Earlier in the week I met with a new group that has presented a really awesome partnership opportunity for me. Ironically, the president and I are alums from the same company, though at different times. He’s refreshingly together (you deal with enough business owners who have no clue what’s going on or what they want, and you appreciate the ones who have their act together) but at one point he said something like, “I’m sorry, I know I’m structured, it’s left over from corporate America.”
I never expect clients to do anything differently than what they’re comfortable with. It’s the creature comfort factor. Maybe I’m a flexible person by nature, but I’ve heard some horror stories come from clients about freelancers they’ve worked with. Yes, we all need to set boundaries from freaky extremists to keep our lives sane, but part of being in business for yourself means giving clients what they need and what they’re comfortable with. It’s a fine line, and you will certainly find employers/clients that will push the boundary.

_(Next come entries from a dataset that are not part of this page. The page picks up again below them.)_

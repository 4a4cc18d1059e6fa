//! Camera residual artifact correction.
//!
//! sCMOS cameras in fast synchronous-readout modes leave residual charge
//! from the previous exposure; the native kernel removes it using
//! per-pixel calibration parameters. Host-side this is a two-step
//! protocol: upload the parameter volume once per stack shape, then
//! correct any number of stacks of that shape.

use crate::ComputeResult;
use decon_core::{Volume, VolumeShape, Voxel};
use decon_ffi::NativeBackend;

/// Uploads per-pixel camera calibration parameters for one stack shape.
///
/// `shape` is the (Z, Y, X) geometry of the concatenated stacks of a
/// single timepoint. Parameters are converted to f32 if needed.
pub fn camcor_init<O: NativeBackend, T: Voxel>(
    backend: &O,
    shape: VolumeShape,
    params: &Volume<T>,
) -> ComputeResult<()> {
    shape.validate()?;
    let params: Volume<f32> = params.convert();
    backend.camcor_init(shape, params.as_slice())?;
    Ok(())
}

/// Corrects residual camera artifacts in one stack.
///
/// The kernel consumes and produces u16; other input formats are
/// converted first. Requires a prior [`camcor_init`] for this shape.
pub fn camcor<O: NativeBackend, T: Voxel>(
    backend: &O,
    stack: &Volume<T>,
) -> ComputeResult<Volume<u16>> {
    let shape = stack.shape();
    let raw: Volume<u16> = stack.convert();
    let mut result = vec![0u16; shape.len()];
    backend.camcor(raw.as_slice(), shape, &mut result)?;
    Ok(Volume::from_vec(shape, result)?)
}

/// Initializes and corrects a single stack in one call.
pub fn quick_camcor<O: NativeBackend, T: Voxel, U: Voxel>(
    backend: &O,
    stack: &Volume<T>,
    params: &Volume<U>,
) -> ComputeResult<Volume<u16>> {
    camcor_init(backend, stack.shape(), params)?;
    camcor(backend, stack)
}

#[cfg(test)]
mod tests {
    use super::*;
    use decon_ffi::MockBackend;

    #[test]
    fn quick_camcor_initializes_then_corrects() {
        let backend = MockBackend::new();
        let shape = VolumeShape::new(2, 4, 4);
        let stack = Volume::<u16>::filled(shape, 7).unwrap();
        let params = Volume::<f32>::filled(shape, 0.5).unwrap();

        let out = quick_camcor(&backend, &stack, &params).unwrap();
        assert_eq!(out, stack);

        let state = backend.state();
        assert_eq!(state.camcor_inits, 1);
        assert_eq!(state.camcors, 1);
    }

    #[test]
    fn camcor_converts_input_to_u16() {
        let backend = MockBackend::new();
        let shape = VolumeShape::new(2, 2, 2);
        let stack = Volume::<f32>::filled(shape, 300.7).unwrap();
        camcor_init(&backend, shape, &Volume::<f32>::filled(shape, 1.0).unwrap()).unwrap();

        let out = camcor(&backend, &stack).unwrap();
        assert_eq!(out.get(0, 0, 0), 300);
    }
}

Be reasonable. Don’t force feed clients things they’re obviously not comfortable with. Working with a lot of freelancers can make people who need your expertise feel like me when trying to find an airline power source: no two are ever the same, and they don’t want to spend money on something if it’s not gonna work. Being flexible and reasonable is something that takes practice and negotiation. Hopping a cross-country flight isn’t exactly part of my normal day, and it came sooner than I thought it would, but the bottom line was that a group I work with needed me to do it. It’s a group I thoroughly enjoy working with and am already learning so much from, so that’s a movable boundary in my world. They’re knee deep into a campaign, and didn’t want to run outta juice for their DS.
So, that was my mini-epiphany for the week as I grumbled my way through the headache that the world of travel has become. That, and in general, flying sucks…but I can’t think of a snappy way to equate to working for yourself, so this is what you get.
For more on being what your clients need, check out this entry. And if you still are liking what you see, subscribe to me.
Good observation. I wish software developers would learn the lesson - software should be developed around the way you work and do business. Most of the time thought it is “here is the software, no change your business to work with what we developed for you.”
And you can actually see the screen on the Nintendo DS? Guess I am getting old…
Off your actual topic (which I think is dead on, btw), but I had to share a few links to Virgin America, Branson’s new airline made-for-chic-geeks like you and me. To get you excited - every seat has the regular 110v North American power plugs, just like we have at home. And they work! To get you even further geekcited, every seat has a USB for your beloved iPod (or my beloved iPhone), and an ethernet jack (in-flight broadband, both ethernet and wi-fi, due in a few more months). The entertainment system, linux-based and called Red, has satellite TV, movies, games (Doom!), over 3,000 mp3’s and plane-wide chatting - click on the icon of that cute Internet consultant in 17A, and you may be sharing a glass of wine and trading SEO tips in no time.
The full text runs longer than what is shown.